• [Aim of the exercise]:
Identify, in the records below, every line where the string "usize" appears, and copy each such line.

• [Data shown]:

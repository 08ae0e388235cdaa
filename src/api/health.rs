use axum::{extract::State, Json};
use serde::Serialize;

use crate::api::routes::ApiState;

#[derive(Serialize)]
pub struct HealthResponse {
    pub status: &'static str,
    pub markets: usize,
    pub loans: usize,
    pub daily_snapshots: usize,
    pub hourly_snapshots: usize,
}

pub async fn get_health(State(state): State<ApiState>) -> Json<HealthResponse> {
    Json(HealthResponse {
        status: "ok",
        markets: state.store.markets.len(),
        loans: state.store.loans.len(),
        daily_snapshots: state.store.market_daily_snapshots.len(),
        hourly_snapshots: state.store.market_hourly_snapshots.len(),
    })
}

• [Response]:
    pub markets: usize,
    pub loans: usize,
    pub daily_snapshots: usize,
    pub hourly_snapshots: usize,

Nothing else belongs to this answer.